En el ámbito laboral, el trabajador está sometido a ritmos de trabajo intensos, tareas repetitivas y poca autonomía de decisión, que comportan enfermedades, como el estrés, el agotamiento, los dolores crónicos en la espalda y cervicales, etc. Además, los horarios laborales altamente flexibles, en función de los intereses productivos de la empresa, dificultan la conciliación de la vida laboral con la social y familiar, haciendo que el trabajador llegue a perder incluso el control sobre su tiempo libre.
El impacto en el pequeño comercio es devastador. Si el año 1998 había en el Estado español 95 mil tiendas, en el 2004 esta cifra se había reducido a 25 mil. El comercio tradicional de alimentos ha sufrido una erosión constante e imparable desde los años 80, llegando a ser a día de hoy casi residual.

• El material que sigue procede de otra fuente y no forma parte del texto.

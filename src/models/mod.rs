//! Data models shared across the synchronization layer.
//!
//! One file per model, re-exported flat so callers write
//! `queue_link::Token` rather than reaching into submodules.

pub mod client_frame;
pub mod connection_options;
pub mod dashboard_stats;
pub mod department;
pub mod notification;
pub mod server_frame;
pub mod snapshot;
pub mod token;
pub mod token_request;
pub mod topic;
pub mod topic_message;

pub use client_frame::ClientFrame;
pub use connection_options::ConnectionOptions;
pub use dashboard_stats::DashboardStats;
pub use department::Department;
pub use notification::{
    AdminAlert, CallNotification, StatusChange, TokenCancellation, UserNotification,
    WaitTimeUpdate,
};
pub use server_frame::ServerFrame;
pub use snapshot::QueueSnapshot;
pub use token::{Token, TokenStatus};
pub use token_request::TokenRequest;
pub use topic::Topic;
pub use topic_message::{TopicMessage, TopicPayload};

ALTERNATIVAS: AUTOGESTIÓN COMUNITARIA Y REDES SOCIALES
¿Sin embargo, podemos vivir sin supermercados? Los grupos y las cooperativas de consumo agroecológico, la compra directa al campesino, el comercio local, las cestas a domicilio, ir al mercado… son algunas opciones alternativas que implican un modelo de comercialización de proximidad, estableciendo una relación directa y solidaria entre el campesino/el campo y el consumidor/la ciudad. Se trata de opciones de compra que van en aumento. Si antes del año 2000 en Cataluña tan sólo existían diez grupos de consumo ecológico, hoy en día esta cifra llega casi al centenar.

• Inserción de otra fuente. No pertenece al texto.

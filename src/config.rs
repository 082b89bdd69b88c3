//! Configuration primitives for the RM3100 driver.

use crate::registers::rm3100::{CYCLE_COUNT_MAX, CYCLE_COUNT_MIN};

/// Source axis of a measurement, in the device's own frame.
#[derive(Debug, Clone, Copy, PartialEq, Eq)]
#[cfg_attr(feature = "defmt", derive(defmt::Format))]
pub enum Axis {
    /// Device X axis.
    X = 0,
    /// Device Y axis.
    Y = 1,
    /// Device Z axis.
    Z = 2,
}

/// Sign applied when remapping an axis.
#[derive(Debug, Clone, Copy, PartialEq, Eq)]
#[cfg_attr(feature = "defmt", derive(defmt::Format))]
pub enum Sign {
    /// Keep the sign.
    Positive,
    /// Negate.
    Negative,
}

/// One output axis: which device axis feeds it, and with which sign.
#[derive(Debug, Clone, Copy, PartialEq, Eq)]
#[cfg_attr(feature = "defmt", derive(defmt::Format))]
pub struct AxisTransform {
    /// Device axis read for this output.
    pub source: Axis,
    /// Sign applied to the source value.
    pub sign: Sign,
}

impl AxisTransform {
    /// Creates a transform.
    pub const fn new(source: Axis, sign: Sign) -> Self {
        Self { source, sign }
    }

    /// Applies the transform to a device-frame triplet. Negation saturates at `i32::MAX`.
    pub fn apply(self, raw: [i32; 3]) -> i32 {
        let value = raw[self.source as usize];
        match self.sign {
            Sign::Positive => value,
            Sign::Negative => value.saturating_neg(),
        }
    }
}

/// Output frame `(y, x, -z)` of the reference board mounting.
pub const BOARD_AXIS_MAP: [AxisTransform; 3] = [
    AxisTransform::new(Axis::Y, Sign::Positive),
    AxisTransform::new(Axis::X, Sign::Positive),
    AxisTransform::new(Axis::Z, Sign::Negative),
];

/// Sensitivity at 200 cycles, in counts per microtesla.
pub const DEFAULT_COUNTS_PER_UT: f32 = 75.0;
/// Cycle count used on every axis by default.
pub const DEFAULT_CYCLE_COUNT: u16 = 200;

/// User-facing configuration for the RM3100 magnetometer.
#[derive(Debug, Clone, Copy, PartialEq)]
pub struct MagConfig {
    /// Cycle counts for X, Y and Z.
    pub cycle_counts: [u16; 3],
    /// Divisor converting counts to microtesla.
    pub counts_per_ut: f32,
    /// Output axes, in output order.
    pub axis_map: [AxisTransform; 3],
}

impl MagConfig {
    /// Begins building a [`MagConfig`] using the builder pattern.
    pub fn new() -> MagConfigBuilder {
        MagConfigBuilder::new()
    }

    /// Checks whether this configuration is usable.
    pub fn validate(&self) -> core::result::Result<(), ConfigError> {
        if self
            .cycle_counts
            .iter()
            .any(|&count| !(CYCLE_COUNT_MIN..=CYCLE_COUNT_MAX).contains(&count))
        {
            return Err(ConfigError::CycleCount);
        }

        if !self.counts_per_ut.is_finite() || self.counts_per_ut <= 0.0 {
            return Err(ConfigError::Sensitivity);
        }

        // Every device axis must feed exactly one output.
        let mut seen = [false; 3];
        for transform in self.axis_map {
            if core::mem::replace(&mut seen[transform.source as usize], true) {
                return Err(ConfigError::AxisMap);
            }
        }

        Ok(())
    }

    /// Remaps a device-frame triplet into output order.
    pub fn remap(&self, raw: [i32; 3]) -> [i32; 3] {
        self.axis_map.map(|transform| transform.apply(raw))
    }
}

impl Default for MagConfig {
    fn default() -> Self {
        Self {
            cycle_counts: [DEFAULT_CYCLE_COUNT; 3],
            counts_per_ut: DEFAULT_COUNTS_PER_UT,
            axis_map: BOARD_AXIS_MAP,
        }
    }
}

/// Builder for [`MagConfig`] allowing piecemeal construction.
#[derive(Debug, Clone, Copy)]
pub struct MagConfigBuilder {
    config: MagConfig,
}

impl MagConfigBuilder {
    /// Creates a new builder seeded with [`MagConfig::default()`].
    pub fn new() -> Self {
        Self {
            config: MagConfig::default(),
        }
    }

    /// Overrides the cycle counts.
    pub fn cycle_counts(mut self, x: u16, y: u16, z: u16) -> Self {
        self.config.cycle_counts = [x, y, z];
        self
    }

    /// Overrides the sensitivity divisor.
    pub fn counts_per_ut(mut self, counts_per_ut: f32) -> Self {
        self.config.counts_per_ut = counts_per_ut;
        self
    }

    /// Overrides the output axis mapping.
    pub fn axis_map(mut self, axis_map: [AxisTransform; 3]) -> Self {
        self.config.axis_map = axis_map;
        self
    }

    /// Finalizes the builder and returns the [`MagConfig`].
    pub fn build(self) -> MagConfig {
        self.config
    }
}

impl Default for MagConfigBuilder {
    fn default() -> Self {
        Self::new()
    }
}

/// Validation errors generated while verifying a [`MagConfig`].
#[derive(Debug, Clone, Copy, PartialEq, Eq)]
#[cfg_attr(feature = "defmt", derive(defmt::Format))]
pub enum ConfigError {
    /// A cycle count lies outside the supported range.
    CycleCount,
    /// The sensitivity divisor is not a positive finite number.
    Sensitivity,
    /// The axis map does not use every device axis exactly once.
    AxisMap,
}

Esta acción colectiva en el ámbito del consumo es fundamental para empezar a cambiar dinámicas y llegar a más gente. A menudo se nos habla de nuestro poder individual como consumidores, pero aunque la acción individual aporta coherencia y es demostrativa, por sí sola bien pocas cosas podrá cambiar. La perspectiva política es clave. Por ejemplo, yo puedo formar parte de una cooperativa de consumo y optar por la compra de alimentos ecológicos, pero si no se prohíben los transgénicos llegará el día en que tanto la agricultura convencional como la ecológica estará contaminada, fruto de una coexistencia imposible. Por lo tanto, hace falta movilizarnos, salir a la calle y exigir que queremos unas políticas agrícolas y alimentarias que garanticen un consumo saludable, respetuosas con la naturaleza y que tengan en cuenta los derechos del campesinado y los trabajadores.

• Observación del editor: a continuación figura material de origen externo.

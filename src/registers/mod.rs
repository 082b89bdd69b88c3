//! Static register descriptions shared by both device families.
//!
//! Every register is described once, as immutable process-wide data, by a [`RegisterDef`]
//! listing its address, byte width and named sub-fields. [`field_pack`] applies
//! read-modify-write updates against those descriptions.

/// Implements byte conversions and [`Register`] for a single-byte bitfield view.
macro_rules! byte_register {
    ($view:ty, $def:expr) => {
        impl From<u8> for $view {
            fn from(value: u8) -> Self {
                Self::from_bytes([value])
            }
        }

        impl From<$view> for u8 {
            fn from(value: $view) -> Self {
                value.into_bytes()[0]
            }
        }

        impl Register for $view {
            const DEF: &'static RegisterDef = &$def;
        }
    };
}

pub mod ads1248;
pub mod rm3100;

use crate::error::ProtocolError;

/// Access permissions encoded for each register or field.
#[derive(Debug, Clone, Copy, PartialEq, Eq)]
#[cfg_attr(feature = "defmt", derive(defmt::Format))]
pub enum RegisterAccess {
    /// Read-only register.
    ReadOnly,
    /// Write-only register.
    WriteOnly,
    /// Read/write register.
    ReadWrite,
}

/// A named bit span inside a register.
#[derive(Debug, Clone, Copy, PartialEq, Eq)]
pub struct FieldDef {
    /// Datasheet field name.
    pub name: &'static str,
    /// Position of the least significant bit.
    pub offset: u8,
    /// Number of bits.
    pub width: u8,
    /// Smallest accepted value.
    pub min: u32,
    /// Largest accepted value.
    pub max: u32,
    /// Whether the field may be written.
    pub access: RegisterAccess,
}

impl FieldDef {
    /// Read/write field accepting every value its bit span can hold.
    pub const fn new(name: &'static str, offset: u8, width: u8) -> Self {
        Self {
            name,
            offset,
            width,
            min: 0,
            max: (1u32 << width) - 1,
            access: RegisterAccess::ReadWrite,
        }
    }

    /// Narrows the accepted value range.
    pub const fn range(mut self, min: u32, max: u32) -> Self {
        self.min = min;
        self.max = max;
        self
    }

    /// Marks the field as read-only.
    pub const fn read_only(mut self) -> Self {
        self.access = RegisterAccess::ReadOnly;
        self
    }

    /// Mask covering the field's bits in register position.
    pub const fn mask(&self) -> u32 {
        (((1u64 << self.width) - 1) as u32) << self.offset
    }

    fn check(&self, value: u32) -> Result<(), ProtocolError> {
        if matches!(self.access, RegisterAccess::ReadOnly) {
            return Err(ProtocolError::InvalidField);
        }
        if value < self.min || value > self.max || value > self.mask() >> self.offset {
            return Err(ProtocolError::InvalidField);
        }
        Ok(())
    }
}

/// Static description of one register.
#[derive(Debug, Clone, Copy, PartialEq, Eq)]
pub struct RegisterDef {
    /// Datasheet register name.
    pub name: &'static str,
    /// Register address.
    pub address: u8,
    /// Width in bytes; multi-byte registers are transferred MSB first.
    pub width_bytes: u8,
    /// Access permission classification.
    pub access: RegisterAccess,
    /// Named sub-fields, non-overlapping.
    pub fields: &'static [FieldDef],
    /// Bits that must always be written as zero.
    pub reserved_mask: u32,
    /// Whether the register may be accessed while a conversion is active.
    pub converting_access: bool,
}

impl RegisterDef {
    /// Single-byte read/write register that is locked during conversions.
    pub const fn new(name: &'static str, address: u8, fields: &'static [FieldDef]) -> Self {
        Self {
            name,
            address,
            width_bytes: 1,
            access: RegisterAccess::ReadWrite,
            fields,
            reserved_mask: 0,
            converting_access: false,
        }
    }

    /// Overrides the byte width.
    pub const fn width(mut self, width_bytes: u8) -> Self {
        self.width_bytes = width_bytes;
        self
    }

    /// Overrides the access classification.
    pub const fn access(mut self, access: RegisterAccess) -> Self {
        self.access = access;
        self
    }

    /// Declares bits that must be written as zero.
    pub const fn reserved(mut self, mask: u32) -> Self {
        self.reserved_mask = mask;
        self
    }

    /// Allows access while a conversion is active.
    pub const fn accessible_while_converting(mut self) -> Self {
        self.converting_access = true;
        self
    }

    /// Mask covering every bit of the register.
    pub const fn value_mask(&self) -> u32 {
        ((1u64 << (self.width_bytes as u32 * 8)) - 1) as u32
    }

    /// Returns `true` when `address` falls inside this register's byte span.
    pub const fn covers(&self, address: u8) -> bool {
        address >= self.address && (address as u16) < self.address as u16 + self.width_bytes as u16
    }

    /// Looks up a field by name.
    pub fn field(&self, name: &str) -> Result<&'static FieldDef, ProtocolError> {
        self.fields
            .iter()
            .find(|field| field.name == name)
            .ok_or(ProtocolError::UnknownField)
    }

    /// Validates a set of field updates without touching any value.
    pub fn check_updates(&self, updates: &[(&str, u32)]) -> Result<(), ProtocolError> {
        for &(name, value) in updates {
            self.field(name)?.check(value)?;
        }
        Ok(())
    }

    /// Checks that fields neither overlap each other nor the reserved bits, and fit the width.
    pub fn layout_is_valid(&self) -> bool {
        let mut used = self.reserved_mask;
        for field in self.fields {
            let mask = field.mask();
            if field.width == 0 || mask & !self.value_mask() != 0 || used & mask != 0 {
                return false;
            }
            if field.min > field.max || field.max > mask >> field.offset {
                return false;
            }
            used |= mask;
        }
        used & !self.value_mask() == 0
    }

    /// Serializes `value` MSB first into `out`, which must be `width_bytes` long.
    pub fn encode(&self, value: u32, out: &mut [u8]) -> Result<(), ProtocolError> {
        if out.len() != self.width_bytes as usize || value & !self.value_mask() != 0 {
            return Err(ProtocolError::Range);
        }
        let mut raw = value;
        for byte in out.iter_mut().rev() {
            *byte = (raw & 0xFF) as u8;
            raw >>= 8;
        }
        Ok(())
    }

    /// Parses an MSB-first byte sequence of `width_bytes` length.
    pub fn decode(&self, bytes: &[u8]) -> Result<u32, ProtocolError> {
        if bytes.len() != self.width_bytes as usize {
            return Err(ProtocolError::Range);
        }
        Ok(bytes.iter().fold(0u32, |acc, &b| (acc << 8) | u32::from(b)))
    }
}

/// Typed view over a register description.
pub trait Register {
    /// Register description backing this view.
    const DEF: &'static RegisterDef;
}

/// Applies `updates` to `current`, leaving every other bit untouched.
///
/// All updates are validated before any bit is changed. Reserved bits are cleared.
pub fn field_pack(
    register: &RegisterDef,
    current: u32,
    updates: &[(&str, u32)],
) -> Result<u32, ProtocolError> {
    register.check_updates(updates)?;
    if current & !register.value_mask() != 0 {
        return Err(ProtocolError::Range);
    }

    let mut value = current;
    for &(name, field_value) in updates {
        let field = register.field(name)?;
        value = (value & !field.mask()) | (field_value << field.offset);
    }
    Ok(value & !register.reserved_mask)
}

/// Extracts a named field from a register value.
pub fn field_unpack(register: &RegisterDef, value: u32, name: &str) -> Result<u32, ProtocolError> {
    let field = register.field(name)?;
    Ok((value & field.mask()) >> field.offset)
}

/// Finds the register whose byte span contains `address`.
pub fn lookup(table: &'static [RegisterDef], address: u8) -> Option<&'static RegisterDef> {
    table.iter().find(|register| register.covers(address))
}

La lógica capitalista que impera en el actual modelo agrícola y alimentario es la misma que afecta otros ámbitos de nuestras vidas: la privatización de los servicios públicos, la especulación con la vivienda, la deslocalización empresarial, la precariedad laboral. Cambiar el actual sistema agroalimentario implica un cambio radical de paradigma. Y para hacerlo la acción política y la creación de alianzas con otros actores sociales (campesinos, trabajadores, ecologistas, feministas…) es imprescindible.